# EXERCISE INSTRUCTIONS
From the first line through the line containing "assert!(id.is_primary_key());", transcribe the records exactly and include no other lines.

Collected data:
#####

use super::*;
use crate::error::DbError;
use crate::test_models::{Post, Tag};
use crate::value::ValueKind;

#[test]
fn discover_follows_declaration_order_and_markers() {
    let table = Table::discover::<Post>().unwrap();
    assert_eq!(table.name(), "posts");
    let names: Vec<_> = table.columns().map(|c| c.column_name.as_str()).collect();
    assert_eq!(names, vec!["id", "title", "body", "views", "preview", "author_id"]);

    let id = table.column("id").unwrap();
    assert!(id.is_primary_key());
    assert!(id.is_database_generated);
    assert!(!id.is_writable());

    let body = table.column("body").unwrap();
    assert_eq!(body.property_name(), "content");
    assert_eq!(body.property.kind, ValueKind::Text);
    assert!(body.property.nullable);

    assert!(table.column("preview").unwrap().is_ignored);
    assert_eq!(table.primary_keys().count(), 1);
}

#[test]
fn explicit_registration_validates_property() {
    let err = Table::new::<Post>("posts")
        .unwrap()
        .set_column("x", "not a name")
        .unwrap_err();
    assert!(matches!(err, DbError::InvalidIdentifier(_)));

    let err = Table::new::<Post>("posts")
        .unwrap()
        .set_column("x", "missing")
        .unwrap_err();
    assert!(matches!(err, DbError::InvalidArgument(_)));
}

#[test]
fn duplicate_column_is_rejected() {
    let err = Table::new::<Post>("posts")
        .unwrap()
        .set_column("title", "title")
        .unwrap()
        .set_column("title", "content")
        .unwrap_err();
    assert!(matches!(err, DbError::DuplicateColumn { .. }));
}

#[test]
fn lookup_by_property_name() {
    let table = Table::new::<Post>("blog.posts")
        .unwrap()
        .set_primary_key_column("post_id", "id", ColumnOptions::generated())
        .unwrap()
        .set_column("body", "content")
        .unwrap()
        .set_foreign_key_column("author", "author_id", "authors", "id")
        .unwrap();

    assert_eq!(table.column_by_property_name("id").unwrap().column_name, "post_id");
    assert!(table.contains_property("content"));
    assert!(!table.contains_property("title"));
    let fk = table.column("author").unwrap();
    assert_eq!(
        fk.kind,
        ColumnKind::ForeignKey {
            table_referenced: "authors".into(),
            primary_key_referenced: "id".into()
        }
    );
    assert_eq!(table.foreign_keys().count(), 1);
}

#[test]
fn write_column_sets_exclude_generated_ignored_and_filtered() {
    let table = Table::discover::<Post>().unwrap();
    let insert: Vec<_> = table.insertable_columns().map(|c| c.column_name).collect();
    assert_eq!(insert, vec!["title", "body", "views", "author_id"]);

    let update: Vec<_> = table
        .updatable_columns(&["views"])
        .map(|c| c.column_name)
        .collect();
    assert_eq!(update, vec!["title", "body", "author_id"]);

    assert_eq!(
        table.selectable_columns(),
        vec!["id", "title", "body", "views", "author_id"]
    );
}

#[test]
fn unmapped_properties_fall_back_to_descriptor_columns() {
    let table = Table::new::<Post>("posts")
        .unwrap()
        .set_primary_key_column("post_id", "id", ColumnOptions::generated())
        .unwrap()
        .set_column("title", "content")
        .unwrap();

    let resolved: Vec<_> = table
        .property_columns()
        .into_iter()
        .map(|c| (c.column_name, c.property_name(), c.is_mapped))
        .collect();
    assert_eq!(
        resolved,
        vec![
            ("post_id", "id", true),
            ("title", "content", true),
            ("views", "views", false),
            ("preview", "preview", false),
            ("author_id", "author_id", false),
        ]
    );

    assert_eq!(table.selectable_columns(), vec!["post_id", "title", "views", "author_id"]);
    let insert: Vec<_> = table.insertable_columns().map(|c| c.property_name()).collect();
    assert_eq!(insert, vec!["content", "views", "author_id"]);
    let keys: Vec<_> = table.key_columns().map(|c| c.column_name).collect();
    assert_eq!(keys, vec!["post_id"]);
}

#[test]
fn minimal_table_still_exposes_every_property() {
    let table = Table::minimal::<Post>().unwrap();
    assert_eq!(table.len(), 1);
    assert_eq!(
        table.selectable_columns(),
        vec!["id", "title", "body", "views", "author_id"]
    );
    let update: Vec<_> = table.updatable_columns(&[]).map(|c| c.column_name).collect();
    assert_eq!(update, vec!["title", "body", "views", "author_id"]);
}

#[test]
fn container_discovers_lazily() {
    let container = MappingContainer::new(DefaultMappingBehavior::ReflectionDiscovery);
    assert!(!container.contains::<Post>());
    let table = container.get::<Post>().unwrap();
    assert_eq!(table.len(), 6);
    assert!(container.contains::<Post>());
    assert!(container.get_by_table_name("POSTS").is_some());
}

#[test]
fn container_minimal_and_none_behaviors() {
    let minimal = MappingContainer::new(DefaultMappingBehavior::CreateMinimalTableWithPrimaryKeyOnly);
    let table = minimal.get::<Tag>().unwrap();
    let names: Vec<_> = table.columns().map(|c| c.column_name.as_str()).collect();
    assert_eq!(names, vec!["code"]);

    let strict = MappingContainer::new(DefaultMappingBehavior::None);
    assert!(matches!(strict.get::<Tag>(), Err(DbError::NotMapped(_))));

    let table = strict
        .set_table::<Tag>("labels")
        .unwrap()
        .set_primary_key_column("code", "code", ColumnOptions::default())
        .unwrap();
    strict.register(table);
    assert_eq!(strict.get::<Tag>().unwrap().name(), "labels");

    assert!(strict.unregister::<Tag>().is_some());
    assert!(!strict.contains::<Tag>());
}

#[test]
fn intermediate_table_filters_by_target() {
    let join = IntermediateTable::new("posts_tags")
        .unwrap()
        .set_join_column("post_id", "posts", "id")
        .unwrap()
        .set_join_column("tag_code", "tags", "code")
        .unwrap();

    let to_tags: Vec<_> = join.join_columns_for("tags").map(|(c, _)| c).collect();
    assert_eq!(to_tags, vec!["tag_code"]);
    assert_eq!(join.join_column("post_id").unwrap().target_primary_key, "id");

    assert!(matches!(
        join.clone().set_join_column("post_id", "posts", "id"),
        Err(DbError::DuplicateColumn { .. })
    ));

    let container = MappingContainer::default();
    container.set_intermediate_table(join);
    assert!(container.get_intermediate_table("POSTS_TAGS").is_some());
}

#####

# OUTPUT FOR THIS TASK
use super::*;
use crate::error::DbError;
use crate::test_models::{Post, Tag};
use crate::value::ValueKind;

#[test]
fn discover_follows_declaration_order_and_markers() {
    let table = Table::discover::<Post>().unwrap();
    assert_eq!(table.name(), "posts");
    let names: Vec<_> = table.columns().map(|c| c.column_name.as_str()).collect();
    assert_eq!(names, vec!["id", "title", "body", "views", "preview", "author_id"]);

    let id = table.column("id").unwrap();
    assert!(id.is_primary_key());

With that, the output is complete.